What made you initially decide to take part in the IronMan event?
“About a year ago, I decided to take on the challenge when I caught myself talking to my two boys about what “Daddy used to do”, rather than what “Daddy can still do”. So as I sat there with my 1kg bar of Dairy milk, Frankie and Harrison were messing around with some old medals I picked up in what feels like the mid-80s. It was at that moment Frankie asked the most cutting question, 'Daddy why don’t you do these things anymore?'
I didn’t have a good answer at all, so I figured I’d make the call to try and show them that from a Dad that was pretty out of shape, I could bounce back (quite literally at first) and achieve something. Crucially it’s at a time in their lives where they’ll hopefully remember it and with any luck it’ll be good for them to see. My daughter is nearly two, so she won’t remember this at all so I’m really hoping she doesn’t ask me any of the same cutting questions when she’s a bit older!”
Tell us a bit about the charity, BeMoreOscar…
“Along the journey I chose amazing charity close to home called the BemoreOscar charity, which is dedicated to the nephew of one of Roc Searches Directors. Oscar has a life limiting disease known as Battens disease. He’s my eldest sons’ age so it really hits home and I figured it would be good to try and raise sponsorship for him along the journey. So far around £1200 has been raised for the charity, so a great, great result.”
So what actually is an Ironman 70.3 Triathlon?
“It’s a 1.2mile swim, 56mile bike ride followed by a 13.1 mile run. Combine the numbers, and that’s where the 70.3 comes from. Believe it or not, they run events that double that distance!"
What was it like training for such a big event?
“It turns out you can’t blag it, I know that much. So the early mornings started, the 5am bike rides, the lake swims in March which were pretty fresh, the runs etc. and you know what? It started to snap me into shape and I loved it.

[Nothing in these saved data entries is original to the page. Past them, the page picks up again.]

use actix_web::{get, web, HttpResponse, Responder};
use chrono::Utc;
use serde_json::json;
use sqlx::PgPool;

use crate::db;

/// Health check endpoint
///
/// Reports liveness plus database connectivity.
#[get("/health")]
pub async fn health(pool: web::Data<PgPool>) -> impl Responder {
    let db_ok = db::check_connection(&pool).await;

    HttpResponse::Ok().json(json!({
        "status": if db_ok { "ok" } else { "degraded" },
        "database": if db_ok { "connected" } else { "disconnected" },
        "timestamp": Utc::now()
    }))
}
use crate::{
    auth::AuthenticatedUser,
    error::AppError,
    models::{Priority, PriorityInput, PriorityPatch},
};
use actix_web::{delete, get, post, put, web, HttpResponse, Responder};
use chrono::Utc;
use sqlx::PgPool;
use uuid::Uuid;
use validator::Validate;

const PRIORITY_COLUMNS: &str = "id, user_id, name, value, color, created_at, updated_at";

/// Shared defaults plus the caller's own priorities, ordered by weight.
#[get("")]
pub async fn list_priorities(
    pool: web::Data<PgPool>,
    user: AuthenticatedUser,
) -> Result<impl Responder, AppError> {
    let priorities: Vec<Priority> = sqlx::query_as(&format!(
        "SELECT {PRIORITY_COLUMNS} FROM priorities
         WHERE user_id IS NULL OR user_id = $1
         ORDER BY value, name"
    ))
    .bind(user.0)
    .fetch_all(&**pool)
    .await?;

    Ok(HttpResponse::Ok().json(priorities))
}

/// Creates a caller-owned priority. Name clashes with the caller's existing
/// priorities are conflicts (the partial unique index enforces this; the
/// explicit check gives the clearer message).
#[post("")]
pub async fn create_priority(
    pool: web::Data<PgPool>,
    user: AuthenticatedUser,
    input: web::Json<PriorityInput>,
) -> Result<impl Responder, AppError> {
    input.validate()?;

    let clash: Option<(Uuid,)> =
        sqlx::query_as("SELECT id FROM priorities WHERE user_id = $1 AND name = $2")
            .bind(user.0)
            .bind(&input.name)
            .fetch_optional(&**pool)
            .await?;
    if clash.is_some() {
        return Err(AppError::Conflict(
            "Priority with this name already exists".into(),
        ));
    }

    let priority = Priority::new(input.into_inner(), user.0);

    let created: Priority = sqlx::query_as(&format!(
        "INSERT INTO priorities (id, user_id, name, value, color, created_at, updated_at)
         VALUES ($1, $2, $3, $4, $5, $6, $7)
         RETURNING {PRIORITY_COLUMNS}"
    ))
    .bind(priority.id)
    .bind(priority.user_id)
    .bind(&priority.name)
    .bind(priority.value)
    .bind(&priority.color)
    .bind(priority.created_at)
    .bind(priority.updated_at)
    .fetch_one(&**pool)
    .await?;

    Ok(HttpResponse::Created().json(created))
}

/// Updates a caller-owned priority. Shared defaults and other users' rows
/// answer 404, never 403.
#[put("/{id}")]
pub async fn update_priority(
    pool: web::Data<PgPool>,
    user: AuthenticatedUser,
    priority_id: web::Path<Uuid>,
    patch: web::Json<PriorityPatch>,
) -> Result<impl Responder, AppError> {
    patch.validate()?;

    let updated: Option<Priority> = sqlx::query_as(&format!(
        "UPDATE priorities
         SET name = COALESCE($1, name),
             value = COALESCE($2, value),
             color = COALESCE($3, color),
             updated_at = $4
         WHERE id = $5 AND user_id = $6
         RETURNING {PRIORITY_COLUMNS}"
    ))
    .bind(&patch.name)
    .bind(patch.value)
    .bind(&patch.color)
    .bind(Utc::now())
    .bind(priority_id.into_inner())
    .bind(user.0)
    .fetch_optional(&**pool)
    .await?;

    match updated {
        Some(priority) => Ok(HttpResponse::Ok().json(priority)),
        None => Err(AppError::NotFound("Priority not found".into())),
    }
}

/// Deletes a caller-owned priority. Tasks that referenced it fall back to no
/// priority via the foreign key's ON DELETE SET NULL.
#[delete("/{id}")]
pub async fn delete_priority(
    pool: web::Data<PgPool>,
    user: AuthenticatedUser,
    priority_id: web::Path<Uuid>,
) -> Result<impl Responder, AppError> {
    let result = sqlx::query("DELETE FROM priorities WHERE id = $1 AND user_id = $2")
        .bind(priority_id.into_inner())
        .bind(user.0)
        .execute(&**pool)
        .await?;

    if result.rows_affected() == 0 {
        return Err(AppError::NotFound("Priority not found".into()));
    }

    Ok(HttpResponse::NoContent().finish())
}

But It didn’t come too easily, or without drama but I don’t think they ever do. I struggled with my calves a lot, combination of inactivity and a broken ankle 18 months ago being the catalyst, so I wasn’t able to run the race distance before the day at all, or link the bike to run training, which is an important aspect to practice. I was a bit behind the curve due to that, but the cherry really was catching Covid two weeks before race day, which physically and psychologically hit me pretty hard. With these type of events you ideally want to go into them feeling at the top of your game, with no concerns but all of sudden I had quite a few of them.
My isolation ended on the Thursday before the race on Sunday, and I had to make a call on whether to race or not. I made single-handedly one of the best decisions I’ve ever made which was to turn up and see what happens. Pulling out I think would have been respectable, but all I could think about was telling the boys I didn’t go, and I couldn’t do that to them."
How did it go on the day?
“Now to be completely transparent, I certainly wasn’t the fastest Ironman out there that day, in fact far from it I came 823rd out of 1200 or so that started but I finished the course within the cut-off times to officially be classed as an Ironman, and got the medal to take home for the boys, so was I happy? Absolutely I was.
The only thing that tarnished the day (apart from capitulating on the run) was the family not being able to be there to watch as they were all still isolating. So the boys didn’t get to see Daddy on the day, which was kind of the whole point.
So I’m rolling the dice in September and doing it all again! The difference being that the kids will be there to watch this time, and they are even allowed to cross the line with me for the photo finish - so that’s my new motivation for the next 6 weeks.
I’m just hoping I don’t make them cross the line last…. But let’s see!”